Star business reporter Daniel Lee takes a look at the cool $796,000 Sen. Bayh's wife Susan pocketed from cashing in stock options granted to her by health care giant Wellpoint where she serves as a member of its board of directors. Commenting on the transaction, Lee reports:
While big stock trades are commonplace in corporate America, some watchdog groups see an awkward mix of business and politics when it comes to a U.S. legislator having a spouse so closely involved with a major corporation. Sen. Bayh is considering a run for the presidency in 2008.
"Given that she has a high-profile role with the company and that this is a company that could benefit from the legislative actions of her husband, there is definitely a potential for a conflict of interest," said Alex Knott, political editor for the Center for Public Integrity, a nonpartisan group in Washington.
Watchdog organizations Public Citizen and the Foundation for Taxpayer and Consumer Rights echoed those concerns.
Sen. Bayh and Susan Bayh each declined to comment on the stock trade. But Sen. Bayh's communications director, Dan Pfeiffer, said that the Bayhs are strict in keeping their careers separate.
Pfeiffer said that Sen. Bayh forbids any company affiliated with Susan Bayh from lobbying him or his office.
"Senator Bayh always votes in what he believes is in the best interest of Hoosiers and the country, and the interest of companies that his family members may be affiliated with are completely irrelevant," Pfeiffer said.
He added that Bayh's votes are often in direct opposition to the interests of those companies. Pfeiffer cited the senator's 2003 vote against Medicare reform legislation, which was lobbied for by the health-care industry.
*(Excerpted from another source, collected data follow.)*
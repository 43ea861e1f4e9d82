//! Wire constants and packet builders for Thermalright LCD/LED controllers.
//!
//! Protocol reverse-engineered from the vendor USBLCD / TRCC Windows tools.
//! Every byte offset here is part of the hardware contract.

use crate::utils::binary_cursor::BinaryWriter;

// =============================================================================
// USB Identifiers
// =============================================================================

/// Winbond-based SCSI LCD (USB mass storage).
pub const SCSI_VID_87CD: u16 = 0x87CD;
pub const SCSI_PID_70DB: u16 = 0x70DB;
/// Nuvoton-based SCSI LCD.
pub const SCSI_VID_0416: u16 = 0x0416;
pub const SCSI_PID_5406: u16 = 0x5406;
/// ALi-based SCSI LCD.
pub const SCSI_VID_0402: u16 = 0x0402;
pub const SCSI_PID_3922: u16 = 0x3922;

/// Winbond HID LCD, Type 2 ("H" variant).
pub const HID_TYPE2_VID: u16 = 0x0416;
pub const HID_TYPE2_PID_5302: u16 = 0x5302;
pub const HID_TYPE2_PID_530A: u16 = 0x530A;

/// ALi HID LCD, Type 3.
pub const HID_TYPE3_VID: u16 = 0x0418;
pub const HID_TYPE3_PID_5303: u16 = 0x5303;
pub const HID_TYPE3_PID_5304: u16 = 0x5304;
/// Winbond-branded Type 3 variant.
pub const HID_TYPE3_ALT_VID: u16 = 0x0416;
pub const HID_TYPE3_ALT_PID: u16 = 0x53E6;

/// ARGB LED controller (all LED models share this PID).
pub const LED_VID: u16 = 0x0416;
pub const LED_PID: u16 = 0x8001;

// =============================================================================
// SCSI
// =============================================================================

/// Size of every SCSI command header.
pub const SCSI_HEADER_LEN: usize = 20;
/// Bytes of the header passed as the CDB.
pub const SCSI_CDB_LEN: usize = 16;

pub const SCSI_CMD_POLL: u32 = 0xF5;
pub const SCSI_CMD_INIT: u32 = 0x1F5;
/// Frame chunk base command; chunk index goes in bits 24 and up.
pub const SCSI_CMD_FRAME_BASE: u32 = 0x101F5;

/// Poll read length and init payload length.
pub const SCSI_POLL_SIZE: usize = 0xE100;
/// Maximum bytes per frame chunk.
pub const SCSI_CHUNK_SIZE: usize = 0x10000;

/// Reported at poll bytes [4..8] while the display controller boots.
pub const SCSI_BOOT_SIGNATURE: [u8; 4] = [0xA1, 0xA2, 0xA3, 0xA4];

/// Build a 20-byte SCSI header: cmd, 8 zero bytes, size, CRC32 of the first 16 bytes.
pub fn build_scsi_header(cmd: u32, size: u32) -> [u8; SCSI_HEADER_LEN] {
    let mut w = BinaryWriter::with_capacity(SCSI_HEADER_LEN);
    w.write_u32(cmd);
    w.write_fill(0, 8);
    w.write_u32(size);
    let head = w.into_inner();

    let crc = crc32fast::hash(&head);
    let mut header = [0u8; SCSI_HEADER_LEN];
    header[..16].copy_from_slice(&head);
    header[16..].copy_from_slice(&crc.to_le_bytes());
    header
}

/// Command code for frame chunk `index`.
pub fn scsi_frame_command(index: usize) -> u32 {
    SCSI_CMD_FRAME_BASE | ((index as u32) << 24)
}

// =============================================================================
// HID LCD (Type 2 / Type 3)
// =============================================================================

pub const HID_EP_WRITE: u8 = 0x02;
pub const HID_EP_READ: u8 = 0x81;

/// Type 2 magic, also used by the LED controller.
pub const TYPE2_MAGIC: [u8; 4] = [0xDA, 0xDB, 0xDC, 0xDD];
pub const TYPE2_INIT_SIZE: usize = 512;
pub const TYPE2_RESPONSE_SIZE: usize = 512;
pub const TYPE2_FRAME_HEADER_LEN: usize = 20;

/// USB high-speed max packet size; HID frames are padded to a multiple of it.
pub const USB_BULK_ALIGNMENT: usize = 512;

pub const TYPE3_PREFIX: [u8; 8] = [0xF5, 0x00, 0x01, 0x00, 0xBC, 0xFF, 0xB6, 0xC8];
pub const TYPE3_FRAME_PREFIX: [u8; 8] = [0xF5, 0x01, 0x01, 0x00, 0xBC, 0xFF, 0xB6, 0xC8];
pub const TYPE3_INIT_SIZE: usize = 1040;
pub const TYPE3_RESPONSE_SIZE: usize = 1024;
pub const TYPE3_DATA_SIZE: usize = 204_800;
pub const TYPE3_FRAME_HEADER_LEN: usize = 16;
pub const TYPE3_ACK_SIZE: usize = 16;

/// Type 3 handshake first byte values.
pub const TYPE3_FBL_CODES: [u8; 2] = [0x65, 0x66];

/// Round up to the next multiple of 512.
pub fn ceil_to_512(n: usize) -> usize {
    n.div_ceil(USB_BULK_ALIGNMENT) * USB_BULK_ALIGNMENT
}

/// Type 2 init: magic, 8 zero bytes, command 1, zero padding to 512 bytes.
pub fn build_type2_init() -> Vec<u8> {
    let mut w = BinaryWriter::with_capacity(TYPE2_INIT_SIZE);
    w.write_bytes(&TYPE2_MAGIC);
    w.write_fill(0, 8);
    w.write_u32(1);
    w.write_fill(0, TYPE2_INIT_SIZE - w.len());
    w.into_inner()
}

/// Type 2 frame: 16 zero bytes, LE data length, data, padded to 512.
pub fn build_type2_frame(data: &[u8]) -> Vec<u8> {
    let total = ceil_to_512(TYPE2_FRAME_HEADER_LEN + data.len());
    let mut w = BinaryWriter::with_capacity(total);
    w.write_fill(0, 16);
    w.write_u32(data.len() as u32);
    w.write_bytes(data);
    w.write_fill(0, total - w.len());
    w.into_inner()
}

/// Type 3 init: fixed prefix, 4 zero bytes, LE 1024, 1024 zero bytes.
pub fn build_type3_init() -> Vec<u8> {
    let mut w = BinaryWriter::with_capacity(TYPE3_INIT_SIZE);
    w.write_bytes(&TYPE3_PREFIX);
    w.write_fill(0, 4);
    w.write_u32(1024);
    w.write_fill(0, 1024);
    w.into_inner()
}

/// Type 3 frame: prefix, 4 zero bytes, LE 204800, then exactly 204800 data bytes.
pub fn build_type3_frame(data: &[u8]) -> Vec<u8> {
    let mut w = BinaryWriter::with_capacity(TYPE3_FRAME_HEADER_LEN + TYPE3_DATA_SIZE);
    w.write_bytes(&TYPE3_FRAME_PREFIX);
    w.write_fill(0, 4);
    w.write_u32(TYPE3_DATA_SIZE as u32);
    let used = data.len().min(TYPE3_DATA_SIZE);
    w.write_bytes(&data[..used]);
    w.write_fill(0, TYPE3_DATA_SIZE - used);
    w.into_inner()
}

// =============================================================================
// USB Bulk LCD
// =============================================================================

pub const BULK_HANDSHAKE_LEN: usize = 64;
pub const BULK_HANDSHAKE_READ_SIZE: usize = 1024;
pub const BULK_MAGIC: [u8; 4] = [0x12, 0x34, 0x56, 0x78];
pub const BULK_MARKER_OFFSET: usize = 56;
pub const BULK_FRAME_HEADER_LEN: usize = 64;
pub const BULK_SIZE_OFFSET: usize = 60;
/// Minimum valid handshake response length.
pub const BULK_MIN_RESPONSE: usize = 41;
pub const BULK_PM_OFFSET: usize = 24;
pub const BULK_SUB_OFFSET: usize = 36;

pub fn build_bulk_handshake() -> [u8; BULK_HANDSHAKE_LEN] {
    let mut pkt = [0u8; BULK_HANDSHAKE_LEN];
    pkt[..4].copy_from_slice(&BULK_MAGIC);
    pkt[BULK_MARKER_OFFSET] = 0x01;
    pkt
}

/// 64-byte header with the data size at offset 60, followed by the data.
pub fn build_bulk_frame(data: &[u8]) -> Vec<u8> {
    let mut w = BinaryWriter::with_capacity(BULK_FRAME_HEADER_LEN + data.len());
    w.write_fill(0, BULK_SIZE_OFFSET);
    w.write_u32(data.len() as u32);
    w.write_bytes(data);
    w.into_inner()
}

// =============================================================================
// LED Controller
// =============================================================================

/// HID report size for the LED controller.
pub const LED_REPORT_SIZE: usize = 64;
pub const LED_HEADER_LEN: usize = 20;
pub const LED_CMD_INIT: u8 = 0x01;
pub const LED_CMD_DATA: u8 = 0x02;
/// Minimum init response length (PM at 5).
pub const LED_MIN_RESPONSE: usize = 7;
/// Hardware brightness ceiling as a fraction of full scale.
pub const LED_POWER_SCALE: f32 = 0.4;

/// 20-byte LED header: magic, cmd at 12, LE u16 payload length at 16.
fn led_header(cmd: u8, payload_len: u16) -> BinaryWriter {
    let mut w = BinaryWriter::with_capacity(LED_HEADER_LEN + payload_len as usize);
    w.write_bytes(&TYPE2_MAGIC);
    w.write_fill(0, 8);
    w.write_u8(cmd);
    w.write_fill(0, 3);
    w.write_bytes(&payload_len.to_le_bytes());
    w.write_fill(0, 2);
    w
}

/// LED init packet, padded to one report.
pub fn build_led_init() -> Vec<u8> {
    let mut w = led_header(LED_CMD_INIT, 0);
    w.write_fill(0, LED_REPORT_SIZE - w.len());
    w.into_inner()
}

/// LED data packet from already-scaled RGB triples.
pub fn build_led_data(rgb: &[u8]) -> Vec<u8> {
    let mut w = led_header(LED_CMD_DATA, rgb.len() as u16);
    w.write_bytes(rgb);
    w.into_inner()
}

/// Split a packet into zero-padded reports.
pub fn split_reports(packet: &[u8], report_size: usize) -> Vec<Vec<u8>> {
    packet
        .chunks(report_size)
        .map(|chunk| {
            let mut report = chunk.to_vec();
            report.resize(report_size, 0);
            report
        })
        .collect()
}

// =============================================================================
// KVM LED
// =============================================================================

pub const KVM_HEADER: [u8; 2] = [0xDC, 0xDD];
pub const KVM_CHANNELS: usize = 10;
pub const KVM_CMD_ONOFF: u8 = 0x00;
pub const KVM_CMD_STATE_QUERY: u8 = 0x01;
pub const KVM_CMD_LED: u8 = 0x10;
pub const KVM_CMD_SCENE_SAVE: u8 = 0x68;
/// Channel 8 disabled by default.
pub const KVM_DEFAULT_ENABLES: [u8; KVM_CHANNELS] = [1, 1, 1, 1, 1, 1, 1, 1, 0, 1];

#[cfg(test)]
mod tests {
    use super::*;

    fn reference_crc32(data: &[u8]) -> u32 {
        let mut crc = 0xFFFF_FFFFu32;
        for &byte in data {
            crc ^= byte as u32;
            for _ in 0..8 {
                crc = if crc & 1 != 0 {
                    (crc >> 1) ^ 0xEDB8_8320
                } else {
                    crc >> 1
                };
            }
        }
        !crc
    }

    #[test]
    fn test_scsi_header_layout() {
        let header = build_scsi_header(SCSI_CMD_POLL, SCSI_POLL_SIZE as u32);
        assert_eq!(&header[0..4], &[0xF5, 0, 0, 0]);
        assert!(header[4..12].iter().all(|&b| b == 0));
        assert_eq!(&header[12..16], &[0x00, 0xE1, 0, 0]);
    }

    #[test]
    fn test_scsi_header_crc() {
        for (cmd, size) in [
            (SCSI_CMD_POLL, 0xE100u32),
            (SCSI_CMD_INIT, 0xE100),
            (scsi_frame_command(3), 0x2000),
            (0xFFFF_FFFF, 0),
        ] {
            let header = build_scsi_header(cmd, size);
            let crc = u32::from_le_bytes([header[16], header[17], header[18], header[19]]);
            assert_eq!(crc, reference_crc32(&header[..16]));
        }
    }

    #[test]
    fn test_scsi_frame_command_index() {
        assert_eq!(scsi_frame_command(0), 0x0001_01F5);
        assert_eq!(scsi_frame_command(1), 0x0101_01F5);
        assert_eq!(scsi_frame_command(7), 0x0701_01F5);
    }

    #[test]
    fn test_ceil_to_512() {
        assert_eq!(ceil_to_512(0), 0);
        assert_eq!(ceil_to_512(1), 512);
        assert_eq!(ceil_to_512(512), 512);
        assert_eq!(ceil_to_512(513), 1024);
    }

    #[test]
    fn test_type2_init_packet() {
        let pkt = build_type2_init();
        assert_eq!(pkt.len(), 512);
        assert_eq!(&pkt[0..4], &TYPE2_MAGIC);
        assert_eq!(&pkt[12..16], &[1, 0, 0, 0]);
        assert!(pkt[16..].iter().all(|&b| b == 0));
    }

    #[test]
    fn test_type2_frame_padding() {
        let pkt = build_type2_frame(&[0xAA; 100]);
        assert_eq!(pkt.len(), 512);
        assert_eq!(&pkt[16..20], &[100, 0, 0, 0]);
        assert_eq!(pkt[20], 0xAA);
        assert_eq!(pkt[120], 0);

        // 492 + 20 = 512 exactly, no extra padding
        assert_eq!(build_type2_frame(&[1; 492]).len(), 512);
    }

    #[test]
    fn test_type3_packets() {
        let init = build_type3_init();
        assert_eq!(init.len(), TYPE3_INIT_SIZE);
        assert_eq!(&init[0..8], &TYPE3_PREFIX);
        assert_eq!(&init[12..16], &[0x00, 0x04, 0x00, 0x00]);

        let frame = build_type3_frame(&[7; 10]);
        assert_eq!(frame.len(), 16 + TYPE3_DATA_SIZE);
        assert_eq!(&frame[12..16], &204_800u32.to_le_bytes());
        assert_eq!(frame[16], 7);
        assert_eq!(frame[26], 0);

        let oversized = build_type3_frame(&vec![1; TYPE3_DATA_SIZE + 100]);
        assert_eq!(oversized.len(), 16 + TYPE3_DATA_SIZE);
    }

    #[test]
    fn test_bulk_packets() {
        let hs = build_bulk_handshake();
        assert_eq!(&hs[0..4], &[0x12, 0x34, 0x56, 0x78]);
        assert_eq!(hs[56], 0x01);
        assert_eq!(hs.iter().filter(|&&b| b != 0).count(), 5);

        let frame = build_bulk_frame(&[9; 300]);
        assert_eq!(frame.len(), 364);
        assert_eq!(&frame[60..64], &300u32.to_le_bytes());
        assert!(frame[..60].iter().all(|&b| b == 0));
    }

    #[test]
    fn test_led_packets() {
        let init = build_led_init();
        assert_eq!(init.len(), LED_REPORT_SIZE);
        assert_eq!(&init[0..4], &TYPE2_MAGIC);
        assert_eq!(init[12], LED_CMD_INIT);

        let data = build_led_data(&[1, 2, 3, 4, 5, 6]);
        assert_eq!(data.len(), 26);
        assert_eq!(data[12], LED_CMD_DATA);
        assert_eq!(&data[16..18], &[6, 0]);
        assert_eq!(&data[20..], &[1, 2, 3, 4, 5, 6]);
    }

    #[test]
    fn test_split_reports() {
        let reports = split_reports(&[1u8; 100], 64);
        assert_eq!(reports.len(), 2);
        assert!(reports.iter().all(|r| r.len() == 64));
        assert_eq!(reports[1][35], 1);
        assert_eq!(reports[1][36], 0);
    }
}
The huge windfall Susan Bayh made on the sale of the option shares makes Hillary Clinton's $100,000 questionable windfall from cattle futures trading look like peanuts. Bayh was able to purchase 20,000 option shares for a price varying from $35.93 to $44.18 per share and sell them the very same day for a quick pre-tax profit of $796,000. She also gets paid $52,040 to serve on Wellpoint's board, a part-time service netting her more than most Hoosiers earn in a year's time from their full-time jobs.
Last year, in an analysis of the Bayh's personal wealth the Star described the cash cow Susan Bayh has become for the couple:
Susan Bayh, a lawyer who worked for Eli Lilly and Co. while her husband was governor, was paid for work on 10 corporate boards last year. The other pharmaceutical and health-related companies she worked for were Novovax,
Dendreon Corp., Dyax Corp., Curis, and Cubist Pharmaceuticals. Susan Bayh also
worked for Emmis Broadcasting, an Indianapolis-based media company; Golden State Foods, a California-based food processor and distributor; and E Trade Bank, a
Virginia-based financial-services company.
For his part, Sen. Bayh reportedly earned close to $1 million as a partner at the law firm of Baker & Daniels during the two-year period between the time he left the Governor's office in 1996 and was elected to the Senate in 1998. Bayh earned more than many full-time partners in the law firm earned at the time, even though he worked only part-time, devoting much of his time to running for the Senate and helping other Democratic candidates. The law firm lobbies Congress through its D.C. affiliate, Sagamore & Associates. Bayh also earned hundreds of thousands more serving on corporate boards during his two years in the private sector, including many businesses with a big interest in matters before Congress.
At least one former Bayh staffer, Rashid Hallowell, went to work as a lobbyist for B&D's Sagamore & Associates after leaving Bayh's staff where he worked on appropriation matters. He now works for Evansville-based AmeriQual as a Vice President of Government Relations, and he recently registered to lobby Congress on behalf of company according to Indiana Legislative Insight. Congress appropriated money in the Defense Department's budget to fund a multi-million dollar contract with AmeriQual to provide pre-packaged meals for military personnel. Hallowel is the step-son of Bill Moreau, who served as Bayh's first chief of staff when he was governor, and who is one of the top fundraisers for Bayh's presidential campaign.
An interesting comparison can be made between the wealth Indiana's two senators have accumulated while in public office. Sen. Lugar, who was already a millionaire before becoming a U.S. senator in 1976, has seen the size of his holdings remain stagnant, actually losing value when factoring in inflation according to his financial disclosure statements. A Star analysis from June 15, 2005, of his statement showed him to be worth about $1.9 million, including a suburban Virginia home worth more than $900,000.
Sen. Bayh's financial disclosure form paints quite a different picture. When Bayh was first elected to public office as Indiana's Secretary of State in 1986, his principle assets were a very modest condominium in downtown Indianapolis and a used BMW. According to his most recent financial disclosure statement, he and his wife are worth between $3.1 million and $5.1 million according to last year's Star analysis. That includes a $1.8 million dollar beach-front home the Bayh's own in Bethany Beach, Delaware. The Bayh's other home in D.C. is valued at $1.65 million.